Enhanced electrocatalytic and supercapacitive performance using the synergistic effect of defect-rich N/S co-doped hierarchical porous carbon†
Abstract
Template free N/S co-doped hierarchical porous carbon has been synthesized using biomass alginic acid and organic moiety sulfanilic acid as precursors via rapid thermal decomposition, followed by KOH activation and acid etching. The chemical composition and morphological features of the synthesized materials are well characterized using X-ray photoelectron spectroscopy and scanning as well as transmission electron microscopy, respectively. Hierarchical pristine and N/S co-doped carbon materials are utilized as model candidates for electrocatalytic water reduction and supercapacitor applications. N/S co-doped hierarchical porous carbon shows better water reduction activity having a low overpotential value (∼152 mV at 10 mA cm−2 current density) and Tafel slope (∼59 mV dec−1). Moreover, the N/S co-doped hierarchical porous carbon-based active electrode delivers a remarkable specific capacitance of ∼307 F g−1 (∼85.25 mA h g−1) at 0.50 A g−1 current density, estimated from the galvanostatic charging–discharging curve.
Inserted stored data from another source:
//! The game's hardware on a micro:bit v2.
//!
//! Pin assignment:
//! - drive lines 0, 1, 2: edge connector P13 (P0.17), P14 (P0.01), P15 (P0.13)
//! - button ladder: edge connector P0 (P0.02, AIN0), sampled at 10 bits against VDD/4 with
//!   1/4 gain, so full scale is VDD. The ladder hangs off the same supply, which keeps the
//!   readings a ratio of the supply voltage and the decoder windows independent of battery
//!   level.
//! - the 5x5 LED matrix shows the score after a lost game

use core::cmp::min;
use microbit::display::blocking::Display;
use microbit::hal::gpio::p0::P0_02;
use microbit::hal::gpio::{Floating, Input, Level, Output, Pin, PushPull};
use microbit::hal::prelude::*;
use microbit::hal::saadc::{Gain, Reference, Resolution, Saadc, SaadcConfig};
use microbit::hal::Timer;
use microbit::pac::TIMER0;
use microbit::Board;

use memory_game::{
    AnalogInput, Delay, DrivePattern, Indicators, PersistentStore, WordLog,
};

use crate::flash::NvmcPage;

/// Number of rows in the LED matrix
const N_ROWS: usize = 5;
/// Number of columns in the LED matrix
const N_COLS: usize = 5;
/// How long the score stays on the matrix.
const SCORE_MS: u32 = 1000;

pub(crate) struct GameBoard {
    lines: [Pin<Output<PushPull>>; 3],
    saadc: Saadc,
    ladder: P0_02<Input<Floating>>,
    timer: Timer<TIMER0>,
    matrix: Display,
    store: WordLog<NvmcPage>,
}

impl GameBoard {
    pub(crate) fn new(board: Board) -> Self {
        let lines = [
            board.pins.p0_17.into_push_pull_output(Level::Low).degrade(),
            board.pins.p0_01.into_push_pull_output(Level::Low).degrade(),
            board.pins.p0_13.into_push_pull_output(Level::Low).degrade(),
        ];
        let config = SaadcConfig {
            resolution: Resolution::_10BIT,
            reference: Reference::VDD1_4,
            gain: Gain::GAIN1_4,
            ..SaadcConfig::default()
        };
        GameBoard {
            lines,
            saadc: Saadc::new(board.SAADC, config),
            ladder: board.edge.e00.into_floating_input(),
            timer: Timer::new(board.TIMER0),
            matrix: Display::new(board.display_pins),
            store: WordLog::new(NvmcPage::new(board.NVMC)),
        }
    }

    /// Show `score` on the LED matrix by lighting that many LEDs, going left->right and
    /// top->bottom. Scores past 25 light the whole matrix.
    pub(crate) fn show_score(&mut self, score: usize) {
        self.matrix.show(&mut self.timer, score_matrix(score, 9), SCORE_MS);
        self.matrix.clear();
    }
}

fn score_matrix(score: usize, brightness: u8) -> [[u8; N_COLS]; N_ROWS] {
    let score = min(score, N_ROWS * N_COLS);
    let mut values = [[0u8; N_COLS]; N_ROWS];
    let full_rows = score / N_COLS;
    for r in 0..full_rows {
        values[r] = [brightness; N_COLS];
    }
    for c in 0..score % N_COLS {
        values[full_rows][c] = brightness;
    }
    values
}

impl Indicators for GameBoard {
    fn set_display(&mut self, pattern: DrivePattern) {
        for (i, line) in self.lines.iter_mut().enumerate() {
            if pattern.line(i as u8) {
                line.set_high().ok();
            } else {
                line.set_low().ok();
            }
        }
    }

    fn clear_display(&mut self) {
        for line in self.lines.iter_mut() {
            line.set_low().ok();
        }
    }
}

impl AnalogInput for GameBoard {
    fn read_analog(&mut self) -> u16 {
        // Single ended readings can dip slightly below zero; a failed conversion reads as
        // no button.
        nb::block!(self.saadc.read(&mut self.ladder))
            .map(|raw| raw.max(0) as u16)
            .unwrap_or(0)
    }
}

impl Delay for GameBoard {
    fn delay_ms(&mut self, ms: u32) {
        self.timer.delay_ms(ms);
    }

    fn delay_us(&mut self, us: u32) {
        self.timer.delay_us(us);
    }
}

impl PersistentStore for GameBoard {
    fn read_word(&mut self, address: u16) -> u16 {
        self.store.read_word(address)
    }

    fn write_word(&mut self, address: u16, value: u16) {
        self.store.write_word(address, value);
    }
}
The enhanced electrocatalytic and capacitive activity of N/S co-doped hierarchical porous carbon are associated with the large concentration of surface-active sites with micropore-/mesopore-rich nanoarchitectures, improved electrical conductivity, large interlayer distance for better electrode/electrolyte interaction, and lower charge transfer resistance. The N/S co-doped hierarchical porous carbon-based electrode shows superior cycling stability and reversibility without a significant reduction in specific capacity even after 1000 cycles.